La mamma di Barack Obama era una single mother.
Era stata brevemente sposata con il padre di Barack, giusto il tempo perché il piccolo ne portasse il nome, prima di sparire.
Ma lei non era tipo da perdersi d’animo, ma sopratttuto era una grande mamma che avrebbe fatto qualsiasi cosa perché il suo bambino non sentisse la mancanza del padre. Così quali che fossero i suoi progetti di vita, tornò a vivere coi genitori alle Hawaii e con loro crebbe Barack fino ai sei anni.
Poi si innamorò e si risposò. Suo marito era indonesiano, si vede che le piacevano gli uomini più scuri di lei, e la nuova famiglia decise di trasferirsi nel paese al di là del Pacifico dove il piccolo Barack fu iscritto a scuola.
A questo la storia che l’ex presidente ha raccontato a David Letterman nella bella intervista prodotta da Netflix, arriva al punto in cui io volevo fare la hola sul divano.
La mamma di Barack non era affatto sicura che la scuola indonesiana fornisse un’educazione adeguata al suo bambino, e per lei l’educazione era una cosa molto importante.
Così ogni mattina lo svegliava alle cinque e, prima che andasse a scuola, gli faceva studiare tutto quello che lei riteneva necessario a completare il programma.
Il piccolo Barack però era un bambino come gli altri, quindi non era affatto contento della levataccia.
E come tutti i bambini non mancava di presentare le sue sentite rimostranze alla mamma, si ribellava e protestava, è lui ad ammetterlo.
Finché, quella gran donna che avrei proprio voluto conoscere, una mattina perse la pazienza e gli diede una bella girata:
-“Ehi, you, it’s not picnic for me either!”
Che dalle nostre parti sarebbe una cosa tipo, “non credere che io invece me la stia passando”, oppure “neanche per me è una passeggiata”, o magari anche ” se non vieni qui a studiare i verbi irregolari, giuro che come t’ho fatto ti disfo”.
Che pare fosse più meno quello che urlava la mamma di Daniel Barenboin quando lo chiamava dal cortile dove correva dietro a un pallone, perché rientrasse a esercitarsi al pianoforte.
Detto ciò, d’ora in poi quando al pomeriggio inforcherò la grammatica italiana e il libro degli esercizi, non invocherò solo la mia nonna maestra, ma a mio conforto, e a rispondere a Maria Montessori e Rudolf Steiner che mi rimbombano nelle orecchie, avrò anche la mamma di Obama.

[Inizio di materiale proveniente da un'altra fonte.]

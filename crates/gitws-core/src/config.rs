//! Workspace configuration stored in `workspace.toml`
//!
//! ```toml
//! [core]
//! topology = "shared"
//!
//! [templates]
//! dir = "templates"
//! ```
//!
//! A missing file means defaults: shared topology, embedded templates.

use std::path::{Path, PathBuf};

use gitws_fs::{ConfigStore, WorkspacePath};
use gitws_templates::{DirectoryTemplates, TemplateRenderer};
use serde::{Deserialize, Serialize};

use crate::{Error, Result, Topology};

/// Core configuration section
#[derive(Debug, Clone, Default, PartialEq, Serialize, Deserialize)]
pub struct CoreSection {
    #[serde(default)]
    pub topology: Topology,
}

/// Template override section
#[derive(Debug, Clone, Default, PartialEq, Serialize, Deserialize)]
pub struct TemplatesSection {
    /// Directory holding `repo_wrapper/` templates, relative to the workspace root
    #[serde(default, skip_serializing_if = "Option::is_none")]
    pub dir: Option<PathBuf>,
}

impl TemplatesSection {
    fn is_empty(&self) -> bool {
        self.dir.is_none()
    }
}

/// Parsed `workspace.toml`.
#[derive(Debug, Clone, Default, PartialEq, Serialize, Deserialize)]
pub struct WorkspaceConfig {
    #[serde(default)]
    pub core: CoreSection,

    #[serde(default, skip_serializing_if = "TemplatesSection::is_empty")]
    pub templates: TemplatesSection,
}

impl WorkspaceConfig {
    pub fn new(topology: Topology) -> Self {
        Self {
            core: CoreSection { topology },
            templates: TemplatesSection::default(),
        }
    }

    /// Location of the config file for a workspace root.
    pub fn path(workspace_root: &Path) -> PathBuf {
        workspace_root.join(WorkspacePath::ConfigFile)
    }

    /// Load the workspace config, or defaults if the file does not exist.
    pub fn load(workspace_root: &Path) -> Result<Self> {
        let path = Self::path(workspace_root);
        ConfigStore::new()
            .load_or_default(&path)
            .map_err(|source| Error::Config { path, source })
    }

    /// Write the config atomically.
    pub fn save(&self, workspace_root: &Path) -> Result<()> {
        let path = Self::path(workspace_root);
        ConfigStore::new()
            .save(&path, self)
            .map_err(|source| Error::FileCreate { path, source })
    }

    pub fn topology(&self) -> Topology {
        self.core.topology
    }

    /// Renderer for wrapper templates: the override directory when one is
    /// configured, the embedded templates otherwise.
    pub fn template_renderer(&self, workspace_root: &Path) -> TemplateRenderer {
        match &self.templates.dir {
            Some(dir) => {
                let root = workspace_root.join(dir);
                tracing::debug!(dir = %root.display(), "Using workspace template directory");
                TemplateRenderer::new(Box::new(DirectoryTemplates::new(root)))
            }
            None => TemplateRenderer::embedded(),
        }
    }
}
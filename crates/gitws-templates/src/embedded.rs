//! Templates compiled into the binary.
//!
//! Paths are relative to this file and checked at compile time.

pub const WORKSPACE_README: &str = include_str!("../templates/workspace/README.md");
pub const WORKSPACE_GITIGNORE: &str = include_str!("../templates/workspace/.gitignore");

pub const REPO_WRAPPER_README: &str = include_str!("../templates/repo_wrapper/README.md");
pub const REPO_WRAPPER_GITIGNORE: &str = include_str!("../templates/repo_wrapper/.gitignore");

/// Every embedded template as `(identifier, body)`.
pub const ALL: &[(&str, &str)] = &[
    ("workspace/README.md", WORKSPACE_README),
    ("workspace/.gitignore", WORKSPACE_GITIGNORE),
    ("repo_wrapper/README.md", REPO_WRAPPER_README),
    ("repo_wrapper/.gitignore", REPO_WRAPPER_GITIGNORE),
];
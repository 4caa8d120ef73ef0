//! Workspace and repository wrapper orchestration for git-workspace
//!
//! This crate sequences the side effects that turn a repository URL into a
//! committed development wrapper:
//!
//! - **Naming**: canonical wrapper name from a repository URL
//! - **Topology**: where the nested repository lives and which directory is committed
//! - **Wrapper builder**: directories, submodule, templates, carry-over, commit
//! - **Workspace**: initialization and listing of wrappers
//!
//! # Architecture
//!
//! ```text
//!                  gitws-cli
//!                      |
//!                  gitws-core
//!                      |
//!      +---------------+----------------+
//!      |               |                |
//!  gitws-fs        gitws-git      gitws-templates
//! ```
//!
//! All operations take explicit paths; nothing here changes the process
//! working directory. Version control is reached only through
//! [`gitws_git::VersionControl`], so the orchestration runs against a fake in
//! tests.

pub mod carry_over;
pub mod commit;
pub mod config;
pub mod error;
pub mod naming;
pub mod topology;
pub mod workspace;
pub mod wrapper;

pub use carry_over::{CarryOver, carry_over};
pub use commit::finalize;
pub use config::WorkspaceConfig;
pub use error::{Error, Result};
pub use naming::{resolve_repo_name, title_case};
pub use topology::Topology;
pub use workspace::{
    WorkspaceReport, WrapperEntry, init_workspace, init_workspace_with, is_workspace, list_wrappers,
};
pub use wrapper::{WrapperBuilder, WrapperReport, capture_timestamp, commit_message};
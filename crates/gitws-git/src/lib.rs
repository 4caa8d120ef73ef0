//! Version-control seam for git-workspace
//!
//! The pipeline in `gitws-core` only talks to [`VersionControl`]. [`GitCli`]
//! backs it with `git` subprocesses; [`RecordingVcs`] is an in-memory fake for
//! tests. [`commits`] reads history back through `git2`.

pub mod cli;
pub mod commits;
pub mod error;
pub mod fake;
pub mod vcs;

pub use cli::GitCli;
pub use commits::CommitInfo;
pub use error::{Error, Result};
pub use fake::{RecordingVcs, VcsCall};
pub use vcs::{VcsOp, VersionControl};
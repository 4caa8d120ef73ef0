//! Commit finalization

use std::path::Path;

use gitws_git::VersionControl;

use crate::{Error, Result};

/// Stage every change under `repo_root` and commit it as one unit.
///
/// A commit with nothing staged is reported by git as a failure and
/// surfaces as [`Error::GitCommit`].
pub fn finalize(vcs: &dyn VersionControl, repo_root: &Path, message: &str) -> Result<()> {
    tracing::debug!(root = %repo_root.display(), "Staging changes");
    vcs.stage_all(repo_root).map_err(|source| Error::GitStage {
        root: repo_root.to_path_buf(),
        source,
    })?;

    tracing::debug!(root = %repo_root.display(), message, "Committing");
    vcs.commit(repo_root, message)
        .map_err(|source| Error::GitCommit {
            root: repo_root.to_path_buf(),
            source,
        })
}
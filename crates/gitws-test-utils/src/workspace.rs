//! [`TestWorkspace`] builder for workspace layouts on disk.

use std::fs;
use std::path::{Path, PathBuf};

use tempfile::TempDir;

/// A temporary directory holding a workspace, with helpers for setup and
/// assertions.
///
/// # Example
///
/// ```rust,no_run
/// use gitws_test_utils::workspace::TestWorkspace;
///
/// let ws = TestWorkspace::new().scaffold("standalone");
/// ws.assert_file_exists("repos");
/// ws.assert_file_contains("workspace.toml", "standalone");
/// ```
pub struct TestWorkspace {
    temp_dir: TempDir,
}

impl Default for TestWorkspace {
    fn default() -> Self {
        Self::new()
    }
}

impl TestWorkspace {
    /// Create an empty temporary directory.
    pub fn new() -> Self {
        Self {
            temp_dir: TempDir::new().unwrap(),
        }
    }

    /// Root of the temporary directory.
    pub fn root(&self) -> &Path {
        self.temp_dir.path()
    }

    /// `root/relative`
    pub fn path(&self, relative: &str) -> PathBuf {
        self.root().join(relative)
    }

    /// Lay out `repos/`, `scripts/` and a `workspace.toml` naming `topology`,
    /// without touching git.
    pub fn scaffold(self, topology: &str) -> Self {
        fs::create_dir_all(self.path("repos")).unwrap();
        fs::create_dir_all(self.path("scripts")).unwrap();
        fs::write(self.path("repos/.gitkeep"), "").unwrap();
        fs::write(
            self.path("workspace.toml"),
            format!("[core]\ntopology = \"{topology}\"\n"),
        )
        .unwrap();
        self
    }

    /// Write `content` to `relative`, creating parent directories.
    pub fn write(&self, relative: &str, content: &str) -> &Self {
        let path = self.path(relative);
        if let Some(parent) = path.parent() {
            fs::create_dir_all(parent).unwrap();
        }
        fs::write(path, content).unwrap();
        self
    }

    /// Sorted entry names of the directory `relative`.
    pub fn entries(&self, relative: &str) -> Vec<String> {
        let mut names: Vec<String> = fs::read_dir(self.path(relative))
            .unwrap_or_else(|e| panic!("Could not read {relative}: {e}"))
            .map(|entry| entry.unwrap().file_name().to_string_lossy().into_owned())
            .collect();
        names.sort();
        names
    }

    /// Assert that `path` (relative to the root) exists.
    ///
    /// # Panics
    /// Panics with a descriptive message if the path does not exist.
    pub fn assert_file_exists(&self, path: &str) {
        let full_path = self.path(path);
        assert!(
            full_path.exists(),
            "Expected file to exist: {}",
            full_path.display()
        );
    }

    /// Assert that `path` (relative to the root) does **not** exist.
    ///
    /// # Panics
    /// Panics with a descriptive message if the path exists.
    pub fn assert_file_not_exists(&self, path: &str) {
        let full_path = self.path(path);
        assert!(
            !full_path.exists(),
            "Expected file NOT to exist: {}",
            full_path.display()
        );
    }

    /// Assert that the file at `path` (relative to the root) contains `content`.
    ///
    /// # Panics
    /// Panics if the file cannot be read or does not contain `content`.
    pub fn assert_file_contains(&self, path: &str, content: &str) {
        let full_path = self.path(path);
        let file_content = fs::read_to_string(&full_path)
            .unwrap_or_else(|_| panic!("Could not read file: {}", full_path.display()));
        assert!(
            file_content.contains(content),
            "File {} does not contain expected content.\nExpected: {}\nActual: {}",
            full_path.display(),
            content,
            file_content
        );
    }
}
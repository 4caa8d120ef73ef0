//! CLI argument parsing using clap derive

use std::path::PathBuf;

use clap::{Parser, Subcommand};

/// git-workspace - Manage a workspace of wrapped git repositories
#[derive(Parser, Debug)]
#[command(name = "git-workspace")]
#[command(author, version, about, long_about = None)]
pub struct Cli {
    /// Enable verbose output
    #[arg(short, long, global = true)]
    pub verbose: bool,

    /// Run as if started in this directory
    #[arg(short = 'C', long = "directory", global = true, value_name = "DIR")]
    pub directory: Option<PathBuf>,

    /// The command to run
    #[command(subcommand)]
    pub command: Option<Commands>,
}

/// Available commands
#[derive(Subcommand, Debug, Clone, PartialEq, Eq)]
pub enum Commands {
    /// Initialize a new workspace
    ///
    /// Creates a directory with the standard structure and template files and
    /// sets it up as a git repository.
    ///
    /// Examples:
    ///   git-workspace init myworkspace
    ///   git-workspace init myworkspace --topology standalone
    Init {
        /// Name of the workspace directory to create
        #[arg(value_name = "WORKSPACE_NAME")]
        name: String,

        /// Wrapper topology (shared or standalone)
        #[arg(short, long, default_value = "shared", env = "GIT_WORKSPACE_TOPOLOGY")]
        topology: String,
    },

    /// Add a repository to the workspace
    ///
    /// Adds the repository as a submodule inside a development wrapper under
    /// repos/. In a shared workspace, a local/ directory shipped by the
    /// repository is copied into the wrapper's local/.
    Add {
        /// URL of the repository to add
        #[arg(value_name = "REPOSITORY_URL")]
        url: String,
    },

    /// List the repositories in the workspace
    List,

    /// Print the version number
    Version,
}
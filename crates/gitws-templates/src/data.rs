//! Template sets and the data records rendered into them

use serde::Serialize;

/// A named group of templates rendered together for one scaffold type.
#[derive(Debug, Clone, Copy, PartialEq, Eq)]
pub enum TemplateSet {
    /// Files at the root of a freshly initialized workspace
    Workspace,
    /// Files at the top level of a freshly created repository wrapper
    RepoWrapper,
}

impl TemplateSet {
    /// Logical folder holding this set's templates.
    pub fn folder(&self) -> &'static str {
        match self {
            TemplateSet::Workspace => "workspace",
            TemplateSet::RepoWrapper => "repo_wrapper",
        }
    }
}

impl std::fmt::Display for TemplateSet {
    fn fmt(&self, f: &mut std::fmt::Formatter<'_>) -> std::fmt::Result {
        f.write_str(self.folder())
    }
}

/// Data for the workspace template set.
#[derive(Debug, Clone, Serialize)]
pub struct WorkspaceData {
    /// Display name of the workspace
    pub name: String,
}

/// Data for the repository wrapper template set.
#[derive(Debug, Clone, Serialize)]
pub struct RepoData {
    /// Resolved repository identifier
    pub repo_name: String,
    /// URL the nested repository was added from
    pub repo_url: String,
    /// Capture time, `YYYY-MM-DD HH:MM:SS`
    pub clone_date: String,
}
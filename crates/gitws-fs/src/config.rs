//! TOML configuration loading and saving

use std::path::Path;

use serde::{Serialize, de::DeserializeOwned};

use crate::{Error, Result, io};

/// TOML configuration store.
///
/// Saves go through [`io::write_locked`]: concurrent savers are serialized and
/// a crashed write never leaves a truncated config behind.
#[derive(Debug, Default, Clone, Copy)]
pub struct ConfigStore;

impl ConfigStore {
    /// Create a new ConfigStore.
    pub fn new() -> Self {
        Self
    }

    /// Load configuration from a TOML file.
    pub fn load<T: DeserializeOwned>(&self, path: &Path) -> Result<T> {
        let content = io::read_text(path)?;
        toml::from_str(&content).map_err(|e| Error::ConfigParse {
            path: path.to_path_buf(),
            message: e.to_string(),
        })
    }

    /// Load configuration, falling back to `T::default()` when the file is absent.
    pub fn load_or_default<T: DeserializeOwned + Default>(&self, path: &Path) -> Result<T> {
        if !path.exists() {
            tracing::debug!(path = %path.display(), "Config file absent, using defaults");
            return Ok(T::default());
        }
        self.load(path)
    }

    /// Save configuration to a TOML file.
    pub fn save<T: Serialize>(&self, path: &Path, value: &T) -> Result<()> {
        let content = toml::to_string_pretty(value).map_err(|e| Error::ConfigSerialize {
            path: path.to_path_buf(),
            message: e.to_string(),
        })?;

        io::write_locked(path, content.as_bytes())
    }
}
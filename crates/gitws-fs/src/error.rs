//! Error types for gitws-fs

use std::path::PathBuf;

/// Result type for gitws-fs operations
pub type Result<T> = std::result::Result<T, Error>;

/// Errors that can occur in gitws-fs operations
#[derive(Debug, thiserror::Error)]
pub enum Error {
    #[error("I/O error at {path}: {source}")]
    Io {
        path: PathBuf,
        #[source]
        source: std::io::Error,
    },

    #[error("Failed to copy {from} to {to}: {source}")]
    Copy {
        from: PathBuf,
        to: PathBuf,
        #[source]
        source: std::io::Error,
    },

    #[error("Failed to parse config at {path}: {message}")]
    ConfigParse { path: PathBuf, message: String },

    #[error("Failed to serialize config for {path}: {message}")]
    ConfigSerialize { path: PathBuf, message: String },

    #[error("Lock acquisition failed for {path}")]
    LockFailed { path: PathBuf },
}

impl Error {
    pub fn io(path: impl Into<PathBuf>, source: std::io::Error) -> Self {
        Self::Io {
            path: path.into(),
            source,
        }
    }

    pub fn copy(from: impl Into<PathBuf>, to: impl Into<PathBuf>, source: std::io::Error) -> Self {
        Self::Copy {
            from: from.into(),
            to: to.into(),
            source,
        }
    }
}
//! In-memory [`VersionControl`] that records calls instead of running git

use std::collections::{HashMap, HashSet};
use std::path::{Path, PathBuf};
use std::sync::Mutex;

use crate::{Error, Result, VcsOp, VersionControl};

/// A recorded version-control call.
#[derive(Debug, Clone, PartialEq, Eq)]
pub enum VcsCall {
    Init { dir: PathBuf },
    AddSubmodule { root: PathBuf, url: String, path: PathBuf },
    UpdateSubmodules { root: PathBuf },
    StageAll { root: PathBuf },
    Commit { root: PathBuf, message: String },
}

impl VcsCall {
    /// The operation kind of this call.
    pub fn op(&self) -> VcsOp {
        match self {
            VcsCall::Init { .. } => VcsOp::Init,
            VcsCall::AddSubmodule { .. } => VcsOp::AddSubmodule,
            VcsCall::UpdateSubmodules { .. } => VcsOp::UpdateSubmodules,
            VcsCall::StageAll { .. } => VcsOp::StageAll,
            VcsCall::Commit { .. } => VcsOp::Commit,
        }
    }
}

/// Fake version control for orchestration tests.
///
/// `add_submodule` creates the target directory and, when a checkout was
/// registered for the URL, copies that directory's content into it. This
/// stands in for the working tree git would have populated.
#[derive(Debug, Default)]
pub struct RecordingVcs {
    calls: Mutex<Vec<VcsCall>>,
    committed: Mutex<HashSet<PathBuf>>,
    fail_on: Option<VcsOp>,
    checkouts: HashMap<String, PathBuf>,
}

impl RecordingVcs {
    pub fn new() -> Self {
        Self::default()
    }

    /// Make every call of `op` fail.
    pub fn failing_on(mut self, op: VcsOp) -> Self {
        self.fail_on = Some(op);
        self
    }

    /// Populate submodules added from `url` with the content of `dir`.
    pub fn with_checkout(mut self, url: impl Into<String>, dir: impl Into<PathBuf>) -> Self {
        self.checkouts.insert(url.into(), dir.into());
        self
    }

    /// All calls recorded so far, in order.
    pub fn calls(&self) -> Vec<VcsCall> {
        self.calls
            .lock()
            .unwrap_or_else(|poisoned| poisoned.into_inner())
            .clone()
    }

    /// Just the operation kinds, in order.
    pub fn ops(&self) -> Vec<VcsOp> {
        self.calls().iter().map(VcsCall::op).collect()
    }

    fn record(&self, call: VcsCall) -> Result<()> {
        let op = call.op();
        let dir = match &call {
            VcsCall::Init { dir } => dir.clone(),
            VcsCall::AddSubmodule { root, .. }
            | VcsCall::UpdateSubmodules { root }
            | VcsCall::StageAll { root }
            | VcsCall::Commit { root, .. } => root.clone(),
        };

        self.calls
            .lock()
            .unwrap_or_else(|poisoned| poisoned.into_inner())
            .push(call);

        if self.fail_on == Some(op) {
            return Err(Error::CommandFailed {
                command: format!("fake {op:?}"),
                dir,
                code: Some(1),
            });
        }
        Ok(())
    }
}

impl VersionControl for RecordingVcs {
    fn init(&self, dir: &Path) -> Result<()> {
        self.record(VcsCall::Init {
            dir: dir.to_path_buf(),
        })
    }

    fn add_submodule(&self, root: &Path, url: &str, path: &Path) -> Result<()> {
        self.record(VcsCall::AddSubmodule {
            root: root.to_path_buf(),
            url: url.to_string(),
            path: path.to_path_buf(),
        })?;

        let target = root.join(path);
        match self.checkouts.get(url) {
            Some(source) => gitws_fs::copy_dir(source, &target)?,
            None => gitws_fs::io::ensure_dir(&target)?,
        }
        Ok(())
    }

    fn update_submodules(&self, root: &Path) -> Result<()> {
        self.record(VcsCall::UpdateSubmodules {
            root: root.to_path_buf(),
        })
    }

    fn stage_all(&self, root: &Path) -> Result<()> {
        self.record(VcsCall::StageAll {
            root: root.to_path_buf(),
        })
    }

    fn commit(&self, root: &Path, message: &str) -> Result<()> {
        self.record(VcsCall::Commit {
            root: root.to_path_buf(),
            message: message.to_string(),
        })?;

        self.committed
            .lock()
            .unwrap_or_else(|poisoned| poisoned.into_inner())
            .insert(root.to_path_buf());
        Ok(())
    }

    fn has_history(&self, dir: &Path) -> bool {
        self.committed
            .lock()
            .unwrap_or_else(|poisoned| poisoned.into_inner())
            .contains(dir)
    }
}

Perché per noi genitori moderni non è così facile essere autoritari, anzi noi vogliamo essere autorevoli, l’autorità non ci piace mica troppo. E men che meno imporci, vorremmo che i nostri figli condividessero gli obbiettivi, che capissero che lo sforzo vale la meta.
Ma vaglielo tu a spiegare a un novenne con la porta di calcio in giardino che tenersi strette le H del verbo avere e le doppie della sua lingua madre è una cosa importante.
E io invece ne sono proprio sicura, che magari non sarò più qui quando lui davanti a Letterman, (che magari non ci sarà più neanche lui), mi ringrazierà di avergli salvato le H e le doppie.
Ma di certo ci sarei se venisse il giorno in cui si sente a disagio per non saper scrivere la lingua in cui parla.
Non che io pretenda che mio figlio diventi il primo Presidente non nato sul suolo degli Stati Uniti d’America.
Mi accontento che sappia scrivermi una lettera quando sarà lontano per la sua strada. Ma non pretendo che lo capisca ora.